## INSTRUCTIONS TO FOLLOW
Scan the data below for the string "Unsupported". Show every line where it turns up.

[Saved entries]
##############################

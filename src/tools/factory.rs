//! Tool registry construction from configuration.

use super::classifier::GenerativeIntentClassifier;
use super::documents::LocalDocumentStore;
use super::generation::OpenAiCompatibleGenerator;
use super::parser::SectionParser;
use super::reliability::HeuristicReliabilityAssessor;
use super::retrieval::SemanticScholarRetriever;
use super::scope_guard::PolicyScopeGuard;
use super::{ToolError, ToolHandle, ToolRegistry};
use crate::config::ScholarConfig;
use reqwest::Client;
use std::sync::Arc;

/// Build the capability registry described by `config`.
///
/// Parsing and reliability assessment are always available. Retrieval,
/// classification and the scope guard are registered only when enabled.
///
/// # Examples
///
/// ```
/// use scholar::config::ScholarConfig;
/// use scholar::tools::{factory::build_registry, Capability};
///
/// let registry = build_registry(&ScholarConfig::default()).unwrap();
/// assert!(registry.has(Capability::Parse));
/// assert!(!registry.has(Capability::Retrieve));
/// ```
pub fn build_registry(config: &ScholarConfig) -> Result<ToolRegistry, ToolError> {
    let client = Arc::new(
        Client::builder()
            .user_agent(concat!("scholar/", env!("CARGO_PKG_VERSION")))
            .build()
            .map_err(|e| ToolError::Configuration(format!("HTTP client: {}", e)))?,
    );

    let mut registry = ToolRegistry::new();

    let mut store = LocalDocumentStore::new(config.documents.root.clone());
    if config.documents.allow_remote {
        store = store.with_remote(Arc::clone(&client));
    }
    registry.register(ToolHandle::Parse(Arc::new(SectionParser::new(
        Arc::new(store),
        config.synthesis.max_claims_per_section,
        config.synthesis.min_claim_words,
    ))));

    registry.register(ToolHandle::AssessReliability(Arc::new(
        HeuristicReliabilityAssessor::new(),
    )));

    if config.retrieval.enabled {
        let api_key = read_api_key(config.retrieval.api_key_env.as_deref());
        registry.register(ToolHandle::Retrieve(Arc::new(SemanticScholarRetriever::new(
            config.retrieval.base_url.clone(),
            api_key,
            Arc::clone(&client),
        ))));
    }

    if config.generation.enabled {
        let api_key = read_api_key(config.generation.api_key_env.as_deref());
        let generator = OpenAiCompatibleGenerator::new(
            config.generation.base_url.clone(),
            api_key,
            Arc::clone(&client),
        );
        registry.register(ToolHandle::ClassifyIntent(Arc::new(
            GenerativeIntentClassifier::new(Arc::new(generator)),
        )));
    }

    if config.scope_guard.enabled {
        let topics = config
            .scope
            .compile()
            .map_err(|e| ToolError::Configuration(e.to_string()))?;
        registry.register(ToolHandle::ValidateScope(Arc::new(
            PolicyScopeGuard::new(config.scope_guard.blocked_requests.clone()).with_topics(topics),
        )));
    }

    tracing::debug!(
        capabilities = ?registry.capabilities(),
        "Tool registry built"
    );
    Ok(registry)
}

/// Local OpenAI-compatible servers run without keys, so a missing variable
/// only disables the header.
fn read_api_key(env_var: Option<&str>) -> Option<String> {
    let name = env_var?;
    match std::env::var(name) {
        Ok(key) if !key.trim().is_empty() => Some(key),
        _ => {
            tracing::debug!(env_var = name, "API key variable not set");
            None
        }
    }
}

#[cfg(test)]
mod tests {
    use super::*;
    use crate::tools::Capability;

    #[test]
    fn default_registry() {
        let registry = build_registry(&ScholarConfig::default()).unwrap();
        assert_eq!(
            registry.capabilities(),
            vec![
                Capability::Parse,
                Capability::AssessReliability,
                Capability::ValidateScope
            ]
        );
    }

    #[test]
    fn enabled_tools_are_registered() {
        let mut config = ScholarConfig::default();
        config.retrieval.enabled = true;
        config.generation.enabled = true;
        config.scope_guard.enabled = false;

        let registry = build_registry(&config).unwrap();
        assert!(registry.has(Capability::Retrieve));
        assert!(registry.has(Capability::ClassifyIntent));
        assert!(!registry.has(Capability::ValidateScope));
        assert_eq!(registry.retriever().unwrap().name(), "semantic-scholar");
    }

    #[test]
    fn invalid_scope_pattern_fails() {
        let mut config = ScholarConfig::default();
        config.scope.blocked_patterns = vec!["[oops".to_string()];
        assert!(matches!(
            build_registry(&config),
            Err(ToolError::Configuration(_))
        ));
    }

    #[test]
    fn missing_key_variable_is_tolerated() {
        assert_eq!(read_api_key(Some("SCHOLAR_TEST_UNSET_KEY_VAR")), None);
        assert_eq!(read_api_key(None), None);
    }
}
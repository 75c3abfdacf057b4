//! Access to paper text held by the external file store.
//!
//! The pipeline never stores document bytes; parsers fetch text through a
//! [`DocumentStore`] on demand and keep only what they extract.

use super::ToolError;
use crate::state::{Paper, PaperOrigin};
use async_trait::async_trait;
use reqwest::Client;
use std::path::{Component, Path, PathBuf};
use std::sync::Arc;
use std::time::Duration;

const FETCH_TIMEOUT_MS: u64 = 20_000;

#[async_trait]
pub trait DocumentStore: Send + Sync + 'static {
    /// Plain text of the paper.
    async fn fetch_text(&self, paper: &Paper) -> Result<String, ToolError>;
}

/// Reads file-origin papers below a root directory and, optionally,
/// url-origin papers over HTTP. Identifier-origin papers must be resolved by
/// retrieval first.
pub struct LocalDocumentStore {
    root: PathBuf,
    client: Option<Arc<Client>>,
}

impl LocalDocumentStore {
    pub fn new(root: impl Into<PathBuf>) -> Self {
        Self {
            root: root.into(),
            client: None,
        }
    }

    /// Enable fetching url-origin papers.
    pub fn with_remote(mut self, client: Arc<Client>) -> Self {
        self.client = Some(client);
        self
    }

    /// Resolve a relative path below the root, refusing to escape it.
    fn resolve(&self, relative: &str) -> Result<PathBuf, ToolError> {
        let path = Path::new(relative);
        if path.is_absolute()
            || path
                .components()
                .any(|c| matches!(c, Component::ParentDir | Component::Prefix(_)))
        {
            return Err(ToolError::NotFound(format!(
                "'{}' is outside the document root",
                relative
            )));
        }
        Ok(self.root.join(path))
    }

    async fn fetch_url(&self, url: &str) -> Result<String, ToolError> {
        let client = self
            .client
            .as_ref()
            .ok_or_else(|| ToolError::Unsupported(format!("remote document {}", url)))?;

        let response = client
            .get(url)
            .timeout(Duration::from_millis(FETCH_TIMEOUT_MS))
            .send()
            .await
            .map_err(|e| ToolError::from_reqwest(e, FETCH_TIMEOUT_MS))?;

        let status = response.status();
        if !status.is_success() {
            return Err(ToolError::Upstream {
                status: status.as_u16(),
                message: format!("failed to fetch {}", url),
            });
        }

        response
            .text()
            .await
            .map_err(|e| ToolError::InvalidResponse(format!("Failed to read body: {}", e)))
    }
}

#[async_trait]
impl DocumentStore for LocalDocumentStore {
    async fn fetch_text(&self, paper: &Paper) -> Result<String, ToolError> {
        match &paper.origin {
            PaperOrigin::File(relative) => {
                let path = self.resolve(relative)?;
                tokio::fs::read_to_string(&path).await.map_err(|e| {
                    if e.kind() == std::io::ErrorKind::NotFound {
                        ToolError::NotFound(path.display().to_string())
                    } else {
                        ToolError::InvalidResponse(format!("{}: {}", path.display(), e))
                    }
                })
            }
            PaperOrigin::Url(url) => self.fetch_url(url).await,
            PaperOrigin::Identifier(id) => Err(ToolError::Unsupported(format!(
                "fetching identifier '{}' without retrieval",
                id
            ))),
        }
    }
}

##############################

## RESULT OF THIS EXERCISE
            .ok_or_else(|| ToolError::Unsupported(format!("remote document {}", url)))?;
            PaperOrigin::Identifier(id) => Err(ToolError::Unsupported(format!(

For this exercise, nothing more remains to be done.